Artikel: Sonja Buske
„Unter Medizinern gibt es schon seit längerem den Trend, die Festanstellung zu verlassen und Honorararzt zu werden“, sagt Bachmann. „Der Grund dafür ist in erster Linie die Bezahlung, denn im vertretungsärztlichen Dienst verdient man zum Teil doppelt so viel wie als angestellter Arzt.
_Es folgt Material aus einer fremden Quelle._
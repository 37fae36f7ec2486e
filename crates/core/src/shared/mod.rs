pub mod constants;
pub mod frame;
pub mod source;
pub mod stream_info;
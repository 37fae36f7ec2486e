use crate::detection::domain::detection::Detection;
use crate::shared::frame::Frame;

/// Domain interface for per-frame object detection.
///
/// Implementations may be stateful (warmed-up sessions, frame skipping),
/// hence `&mut self`.
pub trait ObjectDetector: Send {
    fn detect(&mut self, frame: &Frame) -> Result<Vec<Detection>, Box<dyn std::error::Error>>;
}
use crate::shared::frame::Frame;
use crate::shared::source::Source;
use crate::shared::stream_info::StreamInfo;
use crate::video::domain::frame_source::FrameSource;

/// Decodes video files via ffmpeg-next (libavformat + libavcodec).
///
/// Converts each decoded frame to RGB24 and wraps it in a [`Frame`]. Pull
/// based: every `read_frame` call pumps packets into the decoder until one
/// frame comes out, flushing at end of input.
pub struct FfmpegSource {
    state: Option<OpenState>,
}

struct OpenState {
    ictx: ffmpeg_next::format::context::Input,
    decoder: ffmpeg_next::decoder::Video,
    scaler: ffmpeg_next::software::scaling::Context,
    width: u32,
    height: u32,
    stream_index: usize,
    next_index: usize,
    flushing: bool,
    done: bool,
}

// Safety: FfmpegSource is only used from a single thread at a time.
// The raw pointers inside ffmpeg types are not shared across threads.
unsafe impl Send for FfmpegSource {}

impl FfmpegSource {
    pub fn new() -> Self {
        Self { state: None }
    }
}

impl Default for FfmpegSource {
    fn default() -> Self {
        Self::new()
    }
}

impl FrameSource for FfmpegSource {
    fn open(&mut self, source: &Source) -> Result<StreamInfo, Box<dyn std::error::Error>> {
        let Source::File(path) = source else {
            return Err("FfmpegSource requires a file source".into());
        };

        ffmpeg_next::init()?;

        let ictx = ffmpeg_next::format::input(path)?;

        let stream = ictx
            .streams()
            .best(ffmpeg_next::media::Type::Video)
            .ok_or("No video stream found")?;

        let stream_index = stream.index();
        let codec_ctx = ffmpeg_next::codec::context::Context::from_parameters(stream.parameters())?;
        let decoder = codec_ctx.decoder().video()?;

        let rate = stream.rate();
        let fps = if rate.denominator() != 0 {
            rate.numerator() as f64 / rate.denominator() as f64
        } else {
            0.0
        };

        let info = StreamInfo {
            width: decoder.width(),
            height: decoder.height(),
            fps,
            total_frames: stream.frames().max(0) as usize,
            codec: decoder
                .codec()
                .map(|c| c.name().to_string())
                .unwrap_or_default(),
        };

        let width = decoder.width();
        let height = decoder.height();
        let scaler = ffmpeg_next::software::scaling::Context::get(
            decoder.format(),
            width,
            height,
            ffmpeg_next::format::Pixel::RGB24,
            width,
            height,
            ffmpeg_next::software::scaling::Flags::BILINEAR,
        )?;

        self.state = Some(OpenState {
            ictx,
            decoder,
            scaler,
            width,
            height,
            stream_index,
            next_index: 0,
            flushing: false,
            done: false,
        });

        Ok(info)
    }

    fn read_frame(&mut self) -> Result<Option<Frame>, Box<dyn std::error::Error>> {
        let Some(state) = self.state.as_mut() else {
            return Err("FfmpegSource: not opened".into());
        };
        state.next_frame()
    }

    fn close(&mut self) {
        self.state = None;
    }
}

impl OpenState {
    fn next_frame(&mut self) -> Result<Option<Frame>, Box<dyn std::error::Error>> {
        if self.done {
            return Ok(None);
        }

        if let Some(frame) = self.try_receive()? {
            return Ok(Some(frame));
        }

        if self.flushing {
            self.done = true;
            return Ok(None);
        }

        loop {
            let Some((stream, packet)) = self.ictx.packets().next() else {
                let _ = self.decoder.send_eof();
                self.flushing = true;
                if let Some(frame) = self.try_receive()? {
                    return Ok(Some(frame));
                }
                self.done = true;
                return Ok(None);
            };

            if stream.index() != self.stream_index {
                continue;
            }

            if self.decoder.send_packet(&packet).is_err() {
                continue;
            }

            if let Some(frame) = self.try_receive()? {
                return Ok(Some(frame));
            }
        }
    }

    fn try_receive(&mut self) -> Result<Option<Frame>, Box<dyn std::error::Error>> {
        let mut decoded = ffmpeg_next::util::frame::video::Video::empty();
        if self.decoder.receive_frame(&mut decoded).is_err() {
            return Ok(None);
        }

        let mut rgb_frame = ffmpeg_next::util::frame::video::Video::empty();
        self.scaler.run(&decoded, &mut rgb_frame)?;

        let pixels = extract_rgb_pixels(&rgb_frame, self.width, self.height);
        let frame = Frame::new(pixels, self.width, self.height, self.next_index);
        self.next_index += 1;
        Ok(Some(frame))
    }
}

/// Copies pixel data from an ffmpeg frame into a contiguous RGB buffer.
///
/// ffmpeg frames may have padding bytes at the end of each row (stride >
/// width*3). This strips that padding to produce a tightly-packed buffer.
fn extract_rgb_pixels(
    rgb_frame: &ffmpeg_next::util::frame::video::Video,
    width: u32,
    height: u32,
) -> Vec<u8> {
    let stride = rgb_frame.stride(0);
    let data = rgb_frame.data(0);
    let w = width as usize;
    let h = height as usize;

    let mut pixels = Vec::with_capacity(w * h * 3);
    for row in 0..h {
        let row_start = row * stride;
        pixels.extend_from_slice(&data[row_start..row_start + w * 3]);
    }
    pixels
}
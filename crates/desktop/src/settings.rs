use serde::{Deserialize, Serialize};
use std::fs;
use std::path::PathBuf;

#[derive(Debug, Clone, Copy, PartialEq, Eq, Serialize, Deserialize)]
#[serde(rename_all = "lowercase")]
pub enum Appearance {
    System,
    Dark,
    Light,
}

impl Appearance {
    pub const ALL: &[Appearance] = &[Appearance::System, Appearance::Dark, Appearance::Light];
}

impl std::fmt::Display for Appearance {
    fn fmt(&self, f: &mut std::fmt::Formatter<'_>) -> std::fmt::Result {
        match self {
            Appearance::System => write!(f, "System"),
            Appearance::Dark => write!(f, "Dark"),
            Appearance::Light => write!(f, "Light"),
        }
    }
}

#[derive(Debug, Clone, Serialize, Deserialize)]
pub struct Settings {
    /// Detection confidence threshold as a percentage (0-100).
    pub confidence: u32,
    pub draw_labels: bool,
    pub appearance: Appearance,
    pub high_contrast: bool,
}

impl Default for Settings {
    fn default() -> Self {
        Self {
            confidence: 25,
            draw_labels: true,
            appearance: Appearance::System,
            high_contrast: false,
        }
    }
}

impl Settings {
    fn config_path() -> Option<PathBuf> {
        dirs::config_dir().map(|d| d.join("Framesight").join("settings.json"))
    }

    pub fn load() -> Self {
        Self::config_path()
            .and_then(|path| fs::read_to_string(path).ok())
            .and_then(|json| serde_json::from_str(&json).ok())
            .unwrap_or_default()
    }

    pub fn save(&self) {
        if let Some(path) = Self::config_path() {
            if let Some(parent) = path.parent() {
                let _ = fs::create_dir_all(parent);
            }
            if let Ok(json) = serde_json::to_string_pretty(self) {
                let _ = fs::write(path, json);
            }
        }
    }
}
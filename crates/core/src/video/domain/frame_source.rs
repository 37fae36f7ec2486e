use crate::shared::frame::Frame;
use crate::shared::source::Source;
use crate::shared::stream_info::StreamInfo;

/// Produces frames from a video file, camera or still image.
///
/// Pull-based so the capture loop can interleave a cancellation check with
/// every read; live sources have no finite iterator to hand out.
pub trait FrameSource: Send {
    /// Opens the source and returns its metadata.
    fn open(&mut self, source: &Source) -> Result<StreamInfo, Box<dyn std::error::Error>>;

    /// Reads the next frame. `Ok(None)` means end of stream; `Err` is a
    /// decode or device failure, terminal for the run.
    fn read_frame(&mut self) -> Result<Option<Frame>, Box<dyn std::error::Error>>;

    /// Releases the underlying handle. Idempotent.
    fn close(&mut self);
}
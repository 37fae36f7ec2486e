use std::path::PathBuf;
use std::sync::{Arc, Condvar, Mutex};
use std::thread;
use std::time::Duration;

use framesight_core::detection::infrastructure::model_resolver;
use framesight_core::pipeline::cancel::CancelToken;
use framesight_core::shared::constants::{DETECT_MODEL_NAME, DETECT_MODEL_URL};

/// Shared model cache that resolves the detection model in the background at
/// startup. Workers grab the pre-resolved path or wait for the in-progress
/// resolution.
pub struct ModelCache {
    detect: Arc<ModelSlot>,
}

struct ModelSlot {
    result: Mutex<Option<Result<PathBuf, String>>>,
    ready: Condvar,
    progress: Arc<Mutex<(u64, u64)>>,
}

impl ModelCache {
    /// Create a new `ModelCache` and begin resolving the model in the
    /// background.
    pub fn new() -> Arc<Self> {
        let cache = Arc::new(Self {
            detect: Arc::new(ModelSlot::new()),
        });

        let detect_slot = cache.detect.clone();
        thread::spawn(move || {
            detect_slot.resolve(DETECT_MODEL_NAME, DETECT_MODEL_URL);
        });

        cache
    }

    /// Wait for the detection model path. Calls `on_progress(downloaded,
    /// total)` while a download is in progress. Returns early if `cancel` is
    /// set.
    pub fn wait_for_model(
        &self,
        on_progress: &dyn Fn(u64, u64),
        cancel: &CancelToken,
    ) -> Result<PathBuf, String> {
        self.detect.wait(on_progress, cancel)
    }
}

impl ModelSlot {
    fn new() -> Self {
        Self {
            result: Mutex::new(None),
            ready: Condvar::new(),
            progress: Arc::new(Mutex::new((0, 0))),
        }
    }

    fn resolve(&self, name: &str, url: &str) {
        let progress_mutex = self.progress.clone();
        let result = model_resolver::resolve(
            name,
            url,
            None,
            Some(Box::new(move |downloaded, total| {
                *progress_mutex.lock().unwrap() = (downloaded, total);
            })),
        );
        *self.result.lock().unwrap() = Some(result.map_err(|e| e.to_string()));
        self.ready.notify_all();
    }

    fn wait(
        &self,
        on_progress: &dyn Fn(u64, u64),
        cancel: &CancelToken,
    ) -> Result<PathBuf, String> {
        let mut guard = self.result.lock().unwrap();
        loop {
            if cancel.is_cancelled() {
                return Err("Cancelled".into());
            }
            if let Some(ref result) = *guard {
                return result.clone();
            }
            // Forward download progress while waiting
            if let Ok(progress) = self.progress.try_lock() {
                let (dl, total) = *progress;
                if total > 0 {
                    on_progress(dl, total);
                }
            }
            let (new_guard, _) = self
                .ready
                .wait_timeout(guard, Duration::from_millis(100))
                .unwrap();
            guard = new_guard;
        }
    }
}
Dafür nehmen viele dann auch in Kauf, dass sie regelmäßig pendeln müssen und immer wieder neue Einsatzorte haben, zum Teil für nur wenige Wochen.“
Es gibt aber noch einen weiteren Grund, warum sich immer mehr Ärzte für dieses Modell entscheiden, weiß der Personalberater: „Als Honorararzt können sich die Mediziner auf ihre eigentliche Arbeit konzentrieren und ausschließlich Menschen helfen, statt unter einem enormen wirtschaftlichen Druck bürokratische Tätigkeiten im Krankenhausalltag übernehmen zu müssen.“ Arbeiten sowohl fest angestellte Ärzte als auch Honorarkräfte gemeinsam in einer Klinik, führe das aufgrund der ungleichen Bezahlung bei gleicher Leistung oft zu Neid und Unzufriedenheit. Die Bezahlung anzupassen sei für die meisten Kliniken finanziell nicht möglich. Deshalb müssten die Häuser andere Wege gehen, um ihre Mitarbeiter zufrieden zu stellen.
Work-Life-Balance im Fokus
„Wir hören immer wieder, dass Ärzte heutzutage kaum noch Interesse an Rufbereitschaft und Nachtdiensten haben. Die Work-Life-Balance spielt auch oder gerade im Gesundheitswesen eine große Rolle“, erklärt Bachmann. „Ohne genügend Personal ist dieser Wunsch aber natürlich nicht realisierbar. Die Reduktion der Verweildauer der Patienten wäre hingegen eine Lösung, um Kapazitäten frei werden zu lassen“, zeigt er sich zuversichtlich. Ebenso sieht er in der Digitalisierung viel Potenzial für echte Arbeitsentlastung. Bachmann: „Mit den richtigen Strukturen kann der Tagesablauf in einer Klinik deutlich besser organisiert und somit Arbeit reduziert werden. Terminbuchungen können über ein Online-System erfolgen, bestimmte Untersuchungen über eine Telemedizin-Sprechstunde durchgeführt werden, und mit Hilfe von künstlicher Intelligenz kann die Schreibarbeit enorm vereinfacht werden.“ Bachmann moniert auch, dass immer noch viel zu viel Papier in den Krankenhäusern im Umlauf ist. Die Suche nach der richtigen und vor allem vollständigen Krankenakte sollte eigentlich im Zeitalter moderner Krankenhausinformationssysteme keine Zeit mehr binden, so der Experte.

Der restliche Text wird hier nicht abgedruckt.